—The Hollywood Reporter, August 11, 1964
Most of the time, Katie gazed out the window that was a little dirty with dust but not splotched with the smudgy remnants of Juma Sykes. Once more, she and David were sharing a seat in the Land Rover.
None of the Americans were supposed to speak and no one really wanted to talk, but the guard in the very last row was no longer threatening them each time one of them murmured something softly. Billy asking Margie how she was feeling. Margie asking the driver if she could reach forward for the toilet paper because she wanted to clot some of the blood from the glass shards that had cut the backs of her legs. David one time pointing out a harem of impala, as if this were just another day of sightseeing in the Serengeti.
The other Rover that had left camp with them was long gone. The two vehicles had spread out in different directions. She glanced at her watch and saw they’d been bumping along for nearly forty-five minutes.
Katie sighed, scared, but grateful that she had her husband and her brother and Terrance with her. She was no longer afraid that she was going to be killed—at least anytime soon. David had reassured her that this was a kidnapping, he was sure of it, and the new government in Dar es Salaam or the studio or the American government would pay the ransom and they’d all be released. It shouldn’t even take all that long. So, the fear was mostly of what ordeals loomed in the meantime. In her immediate future. Would they be chained in some rat-filled shack with a tin roof outside the reserve? Tortured in some way that was not merely horrifically painful, but disfigured her in a way that would end her career? And what if Margie lost her baby? At one point, Billy had speculated that the kidnappers might approach Charlie Patton’s company for the ransom, alerting his office in Nairobi that they had the once famous hunter and nine of his guests, but there was no way Patton had the kind of money that would make kidnapping him and the nine Americans he was hosting worth the effort. Their captors? David was right: they were more likely to call the embassy to start the negotiations.

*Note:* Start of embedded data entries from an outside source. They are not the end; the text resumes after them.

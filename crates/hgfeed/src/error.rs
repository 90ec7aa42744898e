//! CLI error types with miette diagnostics.
//!
//! Maps `CoreError` and `ConfigError` into user-facing errors with
//! actionable help text and stable exit codes.

use miette::Diagnostic;
use thiserror::Error;

use hgfeed_config::ConfigError;
use hgfeed_core::CoreError;

/// Process exit codes.
pub mod exit_code {
    pub const GENERAL: i32 = 1;
    pub const USAGE: i32 = 2;
    pub const AUTH: i32 = 3;
    pub const NOT_FOUND: i32 = 4;
    pub const CONNECTION: i32 = 7;
    pub const TIMEOUT: i32 = 8;
}

#[derive(Debug, Error, Diagnostic)]
pub enum CliError {
    // ── Authentication ───────────────────────────────────────────────
    #[error("Not logged in (profile '{profile}')")]
    #[diagnostic(
        code(hgfeed::not_logged_in),
        help("Run: hgfeed login --profile {profile}")
    )]
    NotLoggedIn { profile: String },

    #[error("Login rejected: {message}")]
    #[diagnostic(
        code(hgfeed::auth_failed),
        help("Check the e-mail and password you use in the HGSmart app.")
    )]
    AuthFailed { message: String },

    #[error("Session expired for profile '{profile}'")]
    #[diagnostic(
        code(hgfeed::reauth_required),
        help(
            "The stored refresh token is no longer accepted.\n\
             Run: hgfeed login --profile {profile}"
        )
    )]
    ReauthRequired { profile: String },

    // ── Connectivity ─────────────────────────────────────────────────
    #[error("Could not reach the HGSmart cloud: {message}")]
    #[diagnostic(
        code(hgfeed::connection_failed),
        help("Check your network connection and try again.")
    )]
    ConnectionFailed { message: String },

    #[error("Feeder {device} is unreachable: {reason}")]
    #[diagnostic(
        code(hgfeed::device_unreachable),
        help("The cloud could not reach the feeder. Check that it is powered and on Wi-Fi.")
    )]
    DeviceUnreachable { device: String, reason: String },

    #[error("Request timed out after {seconds}s")]
    #[diagnostic(
        code(hgfeed::timeout),
        help("Increase the timeout with --timeout or try again later.")
    )]
    Timeout { seconds: u64 },

    // ── Resources ────────────────────────────────────────────────────
    #[error("{resource_type} '{identifier}' not found")]
    #[diagnostic(
        code(hgfeed::not_found),
        help("Run: hgfeed {list_command} to see available {resource_type}s")
    )]
    NotFound {
        resource_type: String,
        identifier: String,
        list_command: String,
    },

    #[error("Rejected by the HGSmart cloud: {reason}")]
    #[diagnostic(code(hgfeed::rejected))]
    Rejected { reason: String },

    // ── Validation ───────────────────────────────────────────────────
    #[error("Invalid value for {field}: {reason}")]
    #[diagnostic(code(hgfeed::validation))]
    Validation { field: String, reason: String },

    // ── Configuration ────────────────────────────────────────────────
    #[error(transparent)]
    #[diagnostic(code(hgfeed::config))]
    Config(#[from] ConfigError),

    // ── Other ────────────────────────────────────────────────────────
    #[error("Internal error: {0}")]
    #[diagnostic(code(hgfeed::internal))]
    Internal(String),

    #[error(transparent)]
    Io(#[from] std::io::Error),
}

impl CliError {
    /// Map this error to an exit code for process termination.
    pub fn exit_code(&self) -> i32 {
        match self {
            Self::NotLoggedIn { .. } | Self::AuthFailed { .. } | Self::ReauthRequired { .. } => {
                exit_code::AUTH
            }
            Self::ConnectionFailed { .. } | Self::DeviceUnreachable { .. } => exit_code::CONNECTION,
            Self::Timeout { .. } => exit_code::TIMEOUT,
            Self::NotFound { .. } => exit_code::NOT_FOUND,
            Self::Validation { .. } => exit_code::USAGE,
            Self::Config(ConfigError::UnknownProfile { .. }) => exit_code::NOT_FOUND,
            _ => exit_code::GENERAL,
        }
    }

    /// Translate a core error, naming `profile` in login hints.
    pub fn from_core(err: CoreError, profile: &str) -> Self {
        match err {
            CoreError::InvalidCredentials { message } => Self::AuthFailed { message },
            CoreError::ReauthenticationRequired => Self::ReauthRequired {
                profile: profile.into(),
            },
            CoreError::NotAuthenticated => Self::NotLoggedIn {
                profile: profile.into(),
            },
            other => other.into(),
        }
    }
}

// ── CoreError → CliError mapping ─────────────────────────────────────

impl From<CoreError> for CliError {
    fn from(err: CoreError) -> Self {
        match err {
            CoreError::InvalidCredentials { message } => CliError::AuthFailed { message },
            CoreError::ReauthenticationRequired => CliError::ReauthRequired {
                profile: "current".into(),
            },
            CoreError::NotAuthenticated => CliError::NotLoggedIn {
                profile: "current".into(),
            },
            CoreError::NetworkError { message } => CliError::ConnectionFailed { message },
            CoreError::DeviceUnreachable { device_id, reason } => CliError::DeviceUnreachable {
                device: device_id,
                reason,
            },
            CoreError::Timeout { timeout_secs } => CliError::Timeout {
                seconds: timeout_secs,
            },
            CoreError::CommandRejected { reason } => CliError::Rejected { reason },
            CoreError::ValidationError { message } => CliError::Validation {
                field: "command".into(),
                reason: message,
            },
            CoreError::DeviceNotFound { device_id } => CliError::NotFound {
                resource_type: "device".into(),
                identifier: device_id,
                list_command: "devices".into(),
            },
            CoreError::Config { message } => CliError::Validation {
                field: "config".into(),
                reason: message,
            },
            CoreError::Internal(message) => CliError::Internal(message),
        }
    }
}

#[cfg(test)]
mod tests {
    use super::*;

    #[test]
    fn exit_codes_follow_error_class() {
        let reauth = CliError::from_core(CoreError::ReauthenticationRequired, "home");
        assert_eq!(reauth.exit_code(), exit_code::AUTH);
        assert!(reauth.to_string().contains("home"));

        let unreachable: CliError = CoreError::DeviceUnreachable {
            device_id: "d".into(),
            reason: "503".into(),
        }
        .into();
        assert_eq!(unreachable.exit_code(), exit_code::CONNECTION);

        let invalid: CliError = CoreError::ValidationError {
            message: "portions".into(),
        }
        .into();
        assert_eq!(invalid.exit_code(), exit_code::USAGE);

        let timeout: CliError = CoreError::Timeout { timeout_secs: 10 }.into();
        assert_eq!(timeout.exit_code(), exit_code::TIMEOUT);
    }
}
// Shared wiremock fixtures for the core integration tests.
#![allow(dead_code, clippy::unwrap_used)]

use std::time::Duration;

use secrecy::SecretString;
use serde_json::json;
use wiremock::matchers::{method, path};
use wiremock::{Mock, MockServer, ResponseTemplate};

use hgfeed_core::{RetryPolicy, Session, SessionConfig};

pub const DEVICE: &str = "dev-1";

pub fn ok(data: serde_json::Value) -> ResponseTemplate {
    ResponseTemplate::new(200).set_body_json(json!({ "code": 200, "msg": "success", "data": data }))
}

pub fn vendor_error(code: i64, msg: &str) -> ResponseTemplate {
    ResponseTemplate::new(200).set_body_json(json!({ "code": code, "msg": msg, "data": null }))
}

pub fn config(server: &MockServer) -> SessionConfig {
    SessionConfig {
        base_url: format!("{}/hsapi", server.uri()),
        retry: RetryPolicy::immediate(3),
        operation_timeout: Duration::from_secs(5),
        ..SessionConfig::default()
    }
}

pub async fn setup() -> (MockServer, Session) {
    let server = MockServer::start().await;
    let session = Session::new(config(&server)).unwrap();
    (server, session)
}

/// A session logged in as `owner@example.com` with access token `a-1`.
///
/// `expires_in` below the 60 s safety margin makes the first call refresh.
pub async fn logged_in(expires_in: i64) -> (MockServer, Session) {
    let (server, session) = setup().await;
    login(&server, &session, expires_in).await;
    (server, session)
}

/// Mount the login endpoint and log `session` in.
pub async fn login(server: &MockServer, session: &Session, expires_in: i64) {
    Mock::given(method("POST"))
        .and(path("/hsapi/oauth/login"))
        .respond_with(ok(json!({
            "accessToken": "a-1",
            "refreshToken": "r-1",
            "expiresIn": expires_in,
        })))
        .expect(1)
        .mount(server)
        .await;

    session
        .authenticate("owner@example.com", SecretString::from("hunter2"))
        .await
        .unwrap();
}

/// Refresh endpoint handing out `a-2`/`r-2`, called exactly `times` times.
pub async fn mount_refresh(server: &MockServer, times: u64) {
    Mock::given(method("POST"))
        .and(path("/hsapi/oauth/refreshToken"))
        .respond_with(ok(json!({
            "accessToken": "a-2",
            "refreshToken": "r-2",
            "expiresIn": 7200,
        })))
        .expect(times)
        .mount(server)
        .await;
}

pub fn listing() -> serde_json::Value {
    json!([{
        "deviceId": DEVICE,
        "name": "Kitchen",
        "type": "S25D",
        "fwVersion": "1.0.3",
        "online": 1,
    }])
}

pub async fn mount_listing(server: &MockServer) {
    Mock::given(method("GET"))
        .and(path("/hsapi/app/device/list"))
        .respond_with(ok(listing()))
        .mount(server)
        .await;
}

pub fn summary(remaining: i64, desiccant_days: i64) -> ResponseTemplate {
    ok(json!({ "remaining": remaining, "desiccantExpire": desiccant_days }))
}

pub async fn mount_summary(server: &MockServer, remaining: i64, desiccant_days: i64) {
    Mock::given(method("GET"))
        .and(path(format!("/hsapi/app/device/feeder/summary/{DEVICE}")))
        .respond_with(summary(remaining, desiccant_days))
        .mount(server)
        .await;
}

pub async fn mount_plans(server: &MockServer, plans: serde_json::Value) {
    Mock::given(method("GET"))
        .and(path(format!("/hsapi/app/device/feeder/plan/{DEVICE}")))
        .respond_with(ok(plans))
        .mount(server)
        .await;
}

/// Listing, summary and an empty plan list: everything one poll reads.
pub async fn mount_device(server: &MockServer, remaining: i64, desiccant_days: i64) {
    mount_listing(server).await;
    mount_summary(server, remaining, desiccant_days).await;
    mount_plans(server, json!([])).await;
}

They passed a great herd of elephants, and if Juma or Muema had been driving, they would have stopped and one of the guides would have shared some remarkable minutiae. Or David would have taken a beautiful photograph: he was an immensely gifted photographer, and just this morning she had been thinking how she couldn’t wait to see what was on his rolls of film from this trip. Terrance might have sketched some detail on the pad he had with him. Or, if Charlie Patton himself had happened to be in the Land Rover, he would have told them a story that might have been horrifying, but might just as likely have been very sweet: something about an old elephant with tusks as tall as a human that a guest had shot as the bull charged, or a mother elephant so proud of her little one that she had nudged him in front of the camera on a safari where they were only taking pictures. You just never knew with Patton. He was a raconteur, but he was wholly without a filter or the slightest instinct for his audience. He still seemed to live with one foot in another era, the world before the war, and sometimes seemed to think it was 1934—not 1964.
She studied the muscular fellow who was driving. When Margie had asked him for the toilet paper for her cuts, he’d obliged. Now their eyes met in the rearview mirror, and he returned her stare. He looked almost bemused, but she’d witnessed his ferocity when they’d overtaken the camp. All these men had, when necessary, the viciousness of wild animals. No, that wasn’t right. They weren’t madmen. They had the calculated, almost erudite cruelty of paid assassins. She smiled at him, an instinct. It was what she did. He didn’t smile back. At first, she’d pegged him for twenty-five. Now? Probably thirty. He was at least her age. His brown T-shirt hugged his chest and his biceps like Saran Wrap, the hair on his arms so blond it was almost white. His pants were loose, as was his bandolier of ammo. She turned around to glance at the fellow in the back row. His rifle was across his lap, but his pistol was in his hand and she could see that the safety was off. He motioned for her to turn around, and so she did.
But an idea had come to her. She’d seen the driver slip his pistol beneath his seat. It was easily within his reach, but it would still take him seconds to retrieve it.
Based on where they were all seated in the vehicle, David and Terrance could jump the fellow behind them, and Billy could attack the one who was driving. Yes, the brute was strong, but he was also behind the wheel of the vehicle, one hand steering and one arm lazily recumbent on the shift. He’d be distracted, and Billy would have the element of surprise. The fellow would not be able to simultaneously fend him off, steer the Land Rover, and reach for his gun. They were no longer moving especially fast across the clay track. The Americans could mutiny. By the time the beast in the front seat had fended off her brother, she and David and Terrance would have control of the back and one of their guards’ weapons. Maybe they’d have both the fellow’s pistol and his rifle.